◆ DIRECTIONS FOR THIS TASK ◆
Each entry below is to be copied out exactly and in full.

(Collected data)
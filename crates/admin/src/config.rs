//! Console configuration loaded from environment variables.
//!
//! Every platform endpoint and key must be injected at deploy time; there
//! are no embedded fallback values, and a missing variable fails startup
//! before the listener binds.
//!
//! # Environment Variables
//!
//! ## Required
//! - `TYPHOONX_BASE_URL` - Public URL for the console
//! - `TYPHOONX_PLATFORM_URL` - Base URL of the hosted auth/database platform
//! - `TYPHOONX_ANON_KEY` - Publishable API key sent as the `apikey` header
//! - `TYPHOONX_SIGNUP_FUNCTION_URL` - Signup function endpoint
//! - `TYPHOONX_MERCHANT_LIST_URL` - Merchant list function endpoint
//! - `TYPHOONX_MERCHANT_MANAGE_URL` - Merchant create/manage function endpoint
//!
//! ## Optional
//! - `TYPHOONX_HOST` - Bind address (default: 127.0.0.1)
//! - `TYPHOONX_PORT` - Listen port (default: 3000)
//! - `TYPHOONX_ALLOWED_DOMAIN` - Allowed sign-in email domain (default: wapitee.io)
//! - `TYPHOONX_FEATURE_MERCHANT_CREATE` - Enable the create dialog (default: true)
//! - `TYPHOONX_FEATURE_MERCHANT_DOMAIN` - Show the merchant domain column/field (default: true)
//! - `SENTRY_DSN` - Sentry error tracking DSN
//! - `SENTRY_ENVIRONMENT` - Sentry environment tag

use std::net::{IpAddr, SocketAddr};

use thiserror::Error;
use url::Url;

/// Configuration errors that can occur during loading.
#[derive(Debug, Error)]
pub enum ConfigError {
    #[error("Missing environment variable: {0}")]
    MissingEnvVar(String),
    #[error("Invalid environment variable {0}: {1}")]
    InvalidEnvVar(String, String),
}

/// Console application configuration.
#[derive(Debug, Clone)]
pub struct AdminConfig {
    /// IP address to bind the server to
    pub host: IpAddr,
    /// Port to listen on
    pub port: u16,
    /// Public base URL for the console
    pub base_url: String,
    /// Platform endpoints and key
    pub platform: PlatformConfig,
    /// The single email domain allowed to sign in
    pub allowed_domain: String,
    /// Page feature flags (the one parameterized implementation replaces
    /// the copy-pasted page revisions of earlier deployments)
    pub features: FeatureFlags,
    /// Sentry DSN for error tracking
    pub sentry_dsn: Option<String>,
    /// Sentry environment tag
    pub sentry_environment: Option<String>,
}

/// Hosted platform endpoints and the publishable key.
#[derive(Debug, Clone)]
pub struct PlatformConfig {
    /// Platform base URL (identity service lives under `/auth/v1`)
    pub base_url: String,
    /// Publishable API key, sent as the `apikey` header on every call
    pub anon_key: String,
    /// Signup function endpoint
    pub signup_function_url: String,
    /// Merchant list function endpoint
    pub merchant_list_url: String,
    /// Merchant create/manage function endpoint
    pub merchant_manage_url: String,
}

/// Explicit feature flags for the merchant page.
#[derive(Debug, Clone, Copy)]
pub struct FeatureFlags {
    /// Whether the create dialog (and its route) exist
    pub merchant_create: bool,
    /// Whether the merchant domain column and form field are shown
    pub merchant_domain: bool,
}

impl Default for FeatureFlags {
    fn default() -> Self {
        Self {
            merchant_create: true,
            merchant_domain: true,
        }
    }
}

impl AdminConfig {
    /// Load configuration from environment variables.
    ///
    /// Calls `dotenvy::dotenv()` to load from `.env` file if present.
    ///
    /// # Errors
    ///
    /// Returns `ConfigError` if required variables are missing or invalid.
    pub fn from_env() -> Result<Self, ConfigError> {
        // Load .env file if present (ignore errors if not found)
        let _ = dotenvy::dotenv();

        let host = get_env_or_default("TYPHOONX_HOST", "127.0.0.1")
            .parse::<IpAddr>()
            .map_err(|e| ConfigError::InvalidEnvVar("TYPHOONX_HOST".to_string(), e.to_string()))?;
        let port = get_env_or_default("TYPHOONX_PORT", "3000")
            .parse::<u16>()
            .map_err(|e| ConfigError::InvalidEnvVar("TYPHOONX_PORT".to_string(), e.to_string()))?;
        let base_url = get_required_url("TYPHOONX_BASE_URL")?;

        let platform = PlatformConfig::from_env()?;

        let allowed_domain = get_env_or_default("TYPHOONX_ALLOWED_DOMAIN", "wapitee.io");
        let features = FeatureFlags::from_env()?;

        let sentry_dsn = get_optional_env("SENTRY_DSN");
        let sentry_environment = get_optional_env("SENTRY_ENVIRONMENT");

        Ok(Self {
            host,
            port,
            base_url,
            platform,
            allowed_domain,
            features,
            sentry_dsn,
            sentry_environment,
        })
    }

    /// Returns the socket address for binding the server.
    #[must_use]
    pub const fn socket_addr(&self) -> SocketAddr {
        SocketAddr::new(self.host, self.port)
    }
}

impl PlatformConfig {
    fn from_env() -> Result<Self, ConfigError> {
        Ok(Self {
            base_url: get_required_url("TYPHOONX_PLATFORM_URL")?,
            anon_key: get_required_env("TYPHOONX_ANON_KEY")?,
            signup_function_url: get_required_url("TYPHOONX_SIGNUP_FUNCTION_URL")?,
            merchant_list_url: get_required_url("TYPHOONX_MERCHANT_LIST_URL")?,
            merchant_manage_url: get_required_url("TYPHOONX_MERCHANT_MANAGE_URL")?,
        })
    }
}

impl FeatureFlags {
    fn from_env() -> Result<Self, ConfigError> {
        Ok(Self {
            merchant_create: get_bool_env("TYPHOONX_FEATURE_MERCHANT_CREATE", true)?,
            merchant_domain: get_bool_env("TYPHOONX_FEATURE_MERCHANT_DOMAIN", true)?,
        })
    }
}

// =============================================================================
// Helper Functions
// =============================================================================

/// Get a required environment variable.
fn get_required_env(key: &str) -> Result<String, ConfigError> {
    std::env::var(key).map_err(|_| ConfigError::MissingEnvVar(key.to_string()))
}

/// Get a required environment variable that must parse as an absolute URL.
fn get_required_url(key: &str) -> Result<String, ConfigError> {
    let value = get_required_env(key)?;
    Url::parse(&value).map_err(|e| ConfigError::InvalidEnvVar(key.to_string(), e.to_string()))?;
    Ok(value)
}

/// Get an optional environment variable.
fn get_optional_env(key: &str) -> Option<String> {
    std::env::var(key).ok()
}

/// Get an environment variable with a default value.
fn get_env_or_default(key: &str, default: &str) -> String {
    std::env::var(key).unwrap_or_else(|_| default.to_string())
}

/// Get a boolean environment variable with a default value.
fn get_bool_env(key: &str, default: bool) -> Result<bool, ConfigError> {
    match std::env::var(key) {
        Ok(value) => parse_bool(&value)
            .ok_or_else(|| ConfigError::InvalidEnvVar(key.to_string(), value.clone())),
        Err(_) => Ok(default),
    }
}

/// Parse a boolean flag value. Accepts the usual spellings.
fn parse_bool(value: &str) -> Option<bool> {
    match value.trim().to_ascii_lowercase().as_str() {
        "1" | "true" | "yes" | "on" => Some(true),
        "0" | "false" | "no" | "off" => Some(false),
        _ => None,
    }
}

◆ RESULT OF THIS EXERCISE ◆
filename crates/admin/src/config.rs
//! Console configuration loaded from environment variables.
//!
//! Every platform endpoint and key must be injected at deploy time; there
//! are no embedded fallback values, and a missing variable fails startup
//! before the listener binds.
//!
//! # Environment Variables
//!
//! ## Required
//! - `TYPHOONX_BASE_URL` - Public URL for the console
//! - `TYPHOONX_PLATFORM_URL` - Base URL of the hosted auth/database platform
//! - `TYPHOONX_ANON_KEY` - Publishable API key sent as the `apikey` header
//! - `TYPHOONX_SIGNUP_FUNCTION_URL` - Signup function endpoint
//! - `TYPHOONX_MERCHANT_LIST_URL` - Merchant list function endpoint
//! - `TYPHOONX_MERCHANT_MANAGE_URL` - Merchant create/manage function endpoint
//!
//! ## Optional
//! - `TYPHOONX_HOST` - Bind address (default: 127.0.0.1)
//! - `TYPHOONX_PORT` - Listen port (default: 3000)
//! - `TYPHOONX_ALLOWED_DOMAIN` - Allowed sign-in email domain (default: wapitee.io)
//! - `TYPHOONX_FEATURE_MERCHANT_CREATE` - Enable the create dialog (default: true)
//! - `TYPHOONX_FEATURE_MERCHANT_DOMAIN` - Show the merchant domain column/field (default: true)
//! - `SENTRY_DSN` - Sentry error tracking DSN
//! - `SENTRY_ENVIRONMENT` - Sentry environment tag

use std::net::{IpAddr, SocketAddr};

use thiserror::Error;
use url::Url;

/// Configuration errors that can occur during loading.
#[derive(Debug, Error)]
pub enum ConfigError {
    #[error("Missing environment variable: {0}")]
    MissingEnvVar(String),
    #[error("Invalid environment variable {0}: {1}")]
    InvalidEnvVar(String, String),
}

/// Console application configuration.
#[derive(Debug, Clone)]
pub struct AdminConfig {
    /// IP address to bind the server to
    pub host: IpAddr,
    /// Port to listen on
    pub port: u16,
    /// Public base URL for the console
    pub base_url: String,
    /// Platform endpoints and key
    pub platform: PlatformConfig,
    /// The single email domain allowed to sign in
    pub allowed_domain: String,
    /// Page feature flags (the one parameterized implementation replaces
    /// the copy-pasted page revisions of earlier deployments)
    pub features: FeatureFlags,
    /// Sentry DSN for error tracking
    pub sentry_dsn: Option<String>,
    /// Sentry environment tag
    pub sentry_environment: Option<String>,
}

/// Hosted platform endpoints and the publishable key.
#[derive(Debug, Clone)]
pub struct PlatformConfig {
    /// Platform base URL (identity service lives under `/auth/v1`)
    pub base_url: String,
    /// Publishable API key, sent as the `apikey` header on every call
    pub anon_key: String,
    /// Signup function endpoint
    pub signup_function_url: String,
    /// Merchant list function endpoint
    pub merchant_list_url: String,
    /// Merchant create/manage function endpoint
    pub merchant_manage_url: String,
}

/// Explicit feature flags for the merchant page.
#[derive(Debug, Clone, Copy)]
pub struct FeatureFlags {
    /// Whether the create dialog (and its route) exist
    pub merchant_create: bool,
    /// Whether the merchant domain column and form field are shown
    pub merchant_domain: bool,
}

impl Default for FeatureFlags {
    fn default() -> Self {
        Self {
            merchant_create: true,
            merchant_domain: true,
        }
    }
}

impl AdminConfig {
    /// Load configuration from environment variables.
    ///
    /// Calls `dotenvy::dotenv()` to load from `.env` file if present.
    ///
    /// # Errors
    ///
    /// Returns `ConfigError` if required variables are missing or invalid.
    pub fn from_env() -> Result<Self, ConfigError> {
        // Load .env file if present (ignore errors if not found)
        let _ = dotenvy::dotenv();

        let host = get_env_or_default("TYPHOONX_HOST", "127.0.0.1")
            .parse::<IpAddr>()
            .map_err(|e| ConfigError::InvalidEnvVar("TYPHOONX_HOST".to_string(), e.to_string()))?;
        let port = get_env_or_default("TYPHOONX_PORT", "3000")
            .parse::<u16>()
            .map_err(|e| ConfigError::InvalidEnvVar("TYPHOONX_PORT".to_string(), e.to_string()))?;
        let base_url = get_required_url("TYPHOONX_BASE_URL")?;

        let platform = PlatformConfig::from_env()?;

        let allowed_domain = get_env_or_default("TYPHOONX_ALLOWED_DOMAIN", "wapitee.io");
        let features = FeatureFlags::from_env()?;

        let sentry_dsn = get_optional_env("SENTRY_DSN");
        let sentry_environment = get_optional_env("SENTRY_ENVIRONMENT");

        Ok(Self {
            host,
            port,
            base_url,
            platform,
            allowed_domain,
            features,
            sentry_dsn,
            sentry_environment,
        })
    }

    /// Returns the socket address for binding the server.
    #[must_use]
    pub const fn socket_addr(&self) -> SocketAddr {
        SocketAddr::new(self.host, self.port)
    }
}

impl PlatformConfig {
    fn from_env() -> Result<Self, ConfigError> {
        Ok(Self {
            base_url: get_required_url("TYPHOONX_PLATFORM_URL")?,
            anon_key: get_required_env("TYPHOONX_ANON_KEY")?,
            signup_function_url: get_required_url("TYPHOONX_SIGNUP_FUNCTION_URL")?,
            merchant_list_url: get_required_url("TYPHOONX_MERCHANT_LIST_URL")?,
            merchant_manage_url: get_required_url("TYPHOONX_MERCHANT_MANAGE_URL")?,
        })
    }
}

impl FeatureFlags {
    fn from_env() -> Result<Self, ConfigError> {
        Ok(Self {
            merchant_create: get_bool_env("TYPHOONX_FEATURE_MERCHANT_CREATE", true)?,
            merchant_domain: get_bool_env("TYPHOONX_FEATURE_MERCHANT_DOMAIN", true)?,
        })
    }
}

// =============================================================================
// Helper Functions
// =============================================================================

/// Get a required environment variable.
fn get_required_env(key: &str) -> Result<String, ConfigError> {
    std::env::var(key).map_err(|_| ConfigError::MissingEnvVar(key.to_string()))
}

/// Get a required environment variable that must parse as an absolute URL.
fn get_required_url(key: &str) -> Result<String, ConfigError> {
    let value = get_required_env(key)?;
    Url::parse(&value).map_err(|e| ConfigError::InvalidEnvVar(key.to_string(), e.to_string()))?;
    Ok(value)
}

/// Get an optional environment variable.
fn get_optional_env(key: &str) -> Option<String> {
    std::env::var(key).ok()
}

/// Get an environment variable with a default value.
fn get_env_or_default(key: &str, default: &str) -> String {
    std::env::var(key).unwrap_or_else(|_| default.to_string())
}

/// Get a boolean environment variable with a default value.
fn get_bool_env(key: &str, default: bool) -> Result<bool, ConfigError> {
    match std::env::var(key) {
        Ok(value) => parse_bool(&value)
            .ok_or_else(|| ConfigError::InvalidEnvVar(key.to_string(), value.clone())),
        Err(_) => Ok(default),
    }
}

/// Parse a boolean flag value. Accepts the usual spellings.
fn parse_bool(value: &str) -> Option<bool> {
    match value.trim().to_ascii_lowercase().as_str() {
        "1" | "true" | "yes" | "on" => Some(true),
        "0" | "false" | "no" | "off" => Some(false),
        _ => None,
    }
}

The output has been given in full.